The quote "Amateurs talk strategy. Professionals talk logistics," has been attributed to General Omar Bradley, but the gist of the sentiment goes back at least as far as the writings of Alexander the Great. Nonetheless, thousands of volumes are written about the strategy and tactics of the battlefield as well as the political machinations of the governments engaged in war. However, finding books about military logistics is much, much tougher. Comparatively speaking, it's not as "exciting" reading about unloading ships or lumber production, but the behind-the-scenes stuff is arguably just as important as the formulation of attack plans and the daring exploits of Medal of Honor recipients. Bullets, Bandages, and Beans: The United States Army Logistics in France in World War I, does an excellent job of delivering the basics regarding the AEF.


Some of the Many Facets of the Services of Supply
 in Operation

What co-authors Alexander Barnes and Peter Belmonte tackle in this tome is definitely daunting. In a sense, writing about specific battles, or even a general offensive strategy, is much easier to break down. Among the hundreds of thousands who served in the AEF's logistics arm, were everything from dentists to railroad engineers. Nonetheless, the author-duo divide the effort into 11 easy-to-read chapters. The book begins with the initial (failed) effort to set up logistics in France, the Lines of Communication (LOC). Pershing and company had some great prescient early ideas (the Sections of Operation for instance and how to try and get stuff to the front from the base Ports), but as the USA's presence kept expanding and became unwieldy, the AEF’s brass soon realized they needed to reorganize the LOC. With the newly organized group came a new name: "Services of Supply" (SOS).


Massive Meatpacking Plant Operated by the SOS

As the book moves along, we are given an overview of how things ran. In a sense, the movement of troops and supplies themselves is followed. We see how ports of entry, like Brest and St. Nazaire, were set up. Then the book moves to the transit camps the men were deposited in after they made if from America, the construction of hospitals, how men were fed into the SOS (a job few desired—Doughboys wanted to fight and officers typically sought to lead troops in combat), how the postal service ran, plus summarizing the logistics network service after the shooting ended and during the occupation of Germany. Additional chapters cover Service Organizations like the Red Cross and mini-biographies of some of the more important figures in the SOS such as James Harbord and future U.S. vice-president Charles Dawes.

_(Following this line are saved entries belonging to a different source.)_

//! In-memory implementation of the catalog store for testing and development

use crate::core::entity::{Book, Chapter, Collection, Hadith, Resource};
use crate::core::error::StorageError;
use crate::core::query::Window;
use crate::core::store::{CatalogStore, EntitySource};
use async_trait::async_trait;
use serde::Deserialize;
use std::path::Path;
use std::sync::Arc;

const BACKEND: &str = "in-memory";

/// Immutable rows of one resource kind, kept in canonical order
#[derive(Debug, Clone)]
struct Table<E> {
    rows: Arc<Vec<E>>,
}

impl<E: Resource> Table<E> {
    fn new(mut rows: Vec<E>) -> Self {
        rows.sort_by(|a, b| a.canonical_cmp(b));
        Self {
            rows: Arc::new(rows),
        }
    }

    fn count(&self, filter: &E::Filter) -> u64 {
        self.rows.iter().filter(|row| row.matches(filter)).count() as u64
    }

    fn fetch(&self, filter: &E::Filter, window: Window) -> Vec<E> {
        let offset = usize::try_from(window.offset).unwrap_or(usize::MAX);
        let limit = usize::try_from(window.limit).unwrap_or(usize::MAX);

        self.rows
            .iter()
            .filter(|row| row.matches(filter))
            .skip(offset)
            .take(limit)
            .cloned()
            .collect()
    }
}

impl<E: Resource> Default for Table<E> {
    fn default() -> Self {
        Self::new(Vec::new())
    }
}

/// Serialized form of a whole catalog, as read from a JSON dataset file
#[derive(Debug, Default, Deserialize)]
#[serde(default)]
pub struct Dataset {
    pub collections: Vec<Collection>,
    pub books: Vec<Book>,
    pub chapters: Vec<Chapter>,
    pub hadiths: Vec<Hadith>,
}

/// In-memory catalog store
///
/// Rows are sorted once at construction and never mutated afterwards, so
/// reads need no locking and clones share the same tables.
#[derive(Debug, Clone, Default)]
pub struct InMemoryCatalog {
    collections: Table<Collection>,
    books: Table<Book>,
    chapters: Table<Chapter>,
    hadiths: Table<Hadith>,
}

impl InMemoryCatalog {
    /// Create a catalog from its four tables
    pub fn new(
        collections: Vec<Collection>,
        books: Vec<Book>,
        chapters: Vec<Chapter>,
        hadiths: Vec<Hadith>,
    ) -> Self {
        Self {
            collections: Table::new(collections),
            books: Table::new(books),
            chapters: Table::new(chapters),
            hadiths: Table::new(hadiths),
        }
    }

    /// Create a catalog from a dataset
    pub fn from_dataset(dataset: Dataset) -> Self {
        Self::new(
            dataset.collections,
            dataset.books,
            dataset.chapters,
            dataset.hadiths,
        )
    }

    /// Load a catalog from a JSON dataset string
    pub fn from_json_str(json: &str) -> Result<Self, StorageError> {
        let dataset: Dataset =
            serde_json::from_str(json).map_err(|e| StorageError::IntegrityError {
                message: format!("invalid dataset: {}", e),
            })?;
        Ok(Self::from_dataset(dataset))
    }

    /// Load a catalog from a JSON dataset file
    pub fn from_json_file(path: impl AsRef<Path>) -> Result<Self, StorageError> {
        let path = path.as_ref();
        let content =
            std::fs::read_to_string(path).map_err(|e| StorageError::ConnectionError {
                backend: BACKEND.to_string(),
                message: format!("{}: {}", path.display(), e),
            })?;
        Self::from_json_str(&content)
    }
}

/// Implement `EntitySource<$entity>` by delegating to the `$table` field
macro_rules! delegate_entity_source {
    ($entity:ty, $table:ident) => {
        #[async_trait]
        impl EntitySource<$entity> for InMemoryCatalog {
            async fn count(
                &self,
                filter: &<$entity as Resource>::Filter,
            ) -> Result<u64, StorageError> {
                Ok(self.$table.count(filter))
            }

            async fn fetch(
                &self,
                filter: &<$entity as Resource>::Filter,
                window: Window,
            ) -> Result<Vec<$entity>, StorageError> {
                Ok(self.$table.fetch(filter, window))
            }
        }
    };
}

delegate_entity_source!(Collection, collections);
delegate_entity_source!(Book, books);
delegate_entity_source!(Chapter, chapters);
delegate_entity_source!(Hadith, hadiths);

impl CatalogStore for InMemoryCatalog {
    fn backend_name(&self) -> &'static str {
        BACKEND
    }
}


#[cfg(test)]
mod tests {
    use super::*;
    use crate::core::entity::{BookFilter, CollectionFilter, HadithFilter};

    #[tokio::test]
    async fn test_rows_are_sorted_on_load() {
        let catalog = fixtures::sample_catalog();
        let rows = EntitySource::<Collection>::fetch(&catalog, &CollectionFilter::all(), Window::new(0, 10))
            .await
            .unwrap();

        let ids: Vec<i64> = rows.iter().map(|c| c.collection_id).collect();
        assert_eq!(ids, vec![1, 2, 3, 4, 5]);
    }

    #[tokio::test]
    async fn test_count_applies_filter() {
        let catalog = fixtures::sample_catalog();
        let published = EntitySource::<Book>::count(&catalog, &BookFilter::published_in("bukhari"))
            .await
            .unwrap();
        assert_eq!(published, 3);

        let riyad = EntitySource::<Hadith>::count(
            &catalog,
            &HadithFilter::InCollection("riyadussalihin".to_string()),
        )
        .await
        .unwrap();
        assert_eq!(riyad, 3);
    }

    #[tokio::test]
    async fn test_fetch_window() {
        let catalog = fixtures::sample_catalog();
        let rows = EntitySource::<Collection>::fetch(&catalog, &CollectionFilter::all(), Window::new(3, 10))
            .await
            .unwrap();
        assert_eq!(rows.len(), 2);
        assert_eq!(rows[0].name, "abudawud");

        let rows = EntitySource::<Collection>::fetch(&catalog, &CollectionFilter::all(), Window::new(50, 10))
            .await
            .unwrap();
        assert!(rows.is_empty());
    }

    #[test]
    fn test_invalid_dataset_is_integrity_error() {
        let err = InMemoryCatalog::from_json_str("{\"collections\": 5}").unwrap_err();
        assert!(matches!(err, StorageError::IntegrityError { .. }));
    }

    #[test]
    fn test_missing_dataset_file() {
        let err = InMemoryCatalog::from_json_file("/nonexistent/catalog.json").unwrap_err();
        assert!(matches!(err, StorageError::ConnectionError { .. }));
    }

    #[test]
    fn test_partial_dataset_defaults_to_empty_tables() {
        let catalog = InMemoryCatalog::from_json_str("{}").unwrap();
        assert_eq!(catalog.backend_name(), "in-memory");
    }
}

Services of Supply Monument, Tours, France


Given the fact that not a great deal of books exist on the subject, this is probably one of the more digestible ones. It doesn't get bogged down in numbers the way that James Harbord's An American Army in France 1917-1919 sometimes did. It's also a much quicker read than E. Alexander Powell's magisterial, but occasionally dry, The Army Behind the Army. I especially loved little tidbits that were peppered throughout, including the fact that the first four deaths from enemy fire were not Merle Hay, James Gresham, and Thomas Enright—but four servicemen at Base Hospital 5 who died from a German aerial bombing two months before that infamous trench raid. One of the quartet, Leslie G. Woods, is buried in Somme American Cemetery, and despite visiting with the superintendent during my stop there in 2018, I don't remember hearing about this incident. I would think the ABMC would have made it a bigger deal!

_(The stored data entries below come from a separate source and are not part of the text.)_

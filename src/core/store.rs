//! Storage traits for filtered, ordered, windowed queries

use crate::core::entity::{Book, Chapter, Collection, Hadith, Resource};
use crate::core::error::StorageError;
use crate::core::query::Window;
use async_trait::async_trait;

/// Read-only data source for one resource kind
///
/// Implementations must return rows in the kind's canonical order
/// ([`Resource::canonical_cmp`]) so that page boundaries are stable across
/// repeated calls. Any connection a call needs is acquired inside the call
/// and released before it returns, on every exit path.
#[async_trait]
pub trait EntitySource<E: Resource>: Send + Sync {
    /// Count every record matching the filter
    async fn count(&self, filter: &E::Filter) -> Result<u64, StorageError>;

    /// Fetch the records matching the filter inside the window, in canonical order
    async fn fetch(&self, filter: &E::Filter, window: Window) -> Result<Vec<E>, StorageError>;
}

/// A data source covering the whole catalog
pub trait CatalogStore:
    EntitySource<Collection> + EntitySource<Book> + EntitySource<Chapter> + EntitySource<Hadith>
{
    /// Backend name for logs
    fn backend_name(&self) -> &'static str;
}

I hope people interested in the AEF add this book to their collection. Admittedly, I am biased in that I have two ancestors that served in the SOS. One was a member of Veterinary Base Hospital #16, and one toiled in Mobile Laundry Unit #325. Apparently, both denigrated their own service, no doubt preferring to have charged the Hindenburg Line or something “heroic.” But if men like my ancestors didn’t exist, those men on the front line wouldn’t have been able to do what they did. Obviously, General Pershing appreciated what the men behind the lines brought to the table, as the beautiful fountain at Tours which graces the cover of this volume shows. I'd like to think each of my great-grandfathers would be happy that another book on the SOS has made it into circulation.

Courtland Jindra

1 comment:

  1. All who serve or have served KNOW how important support is.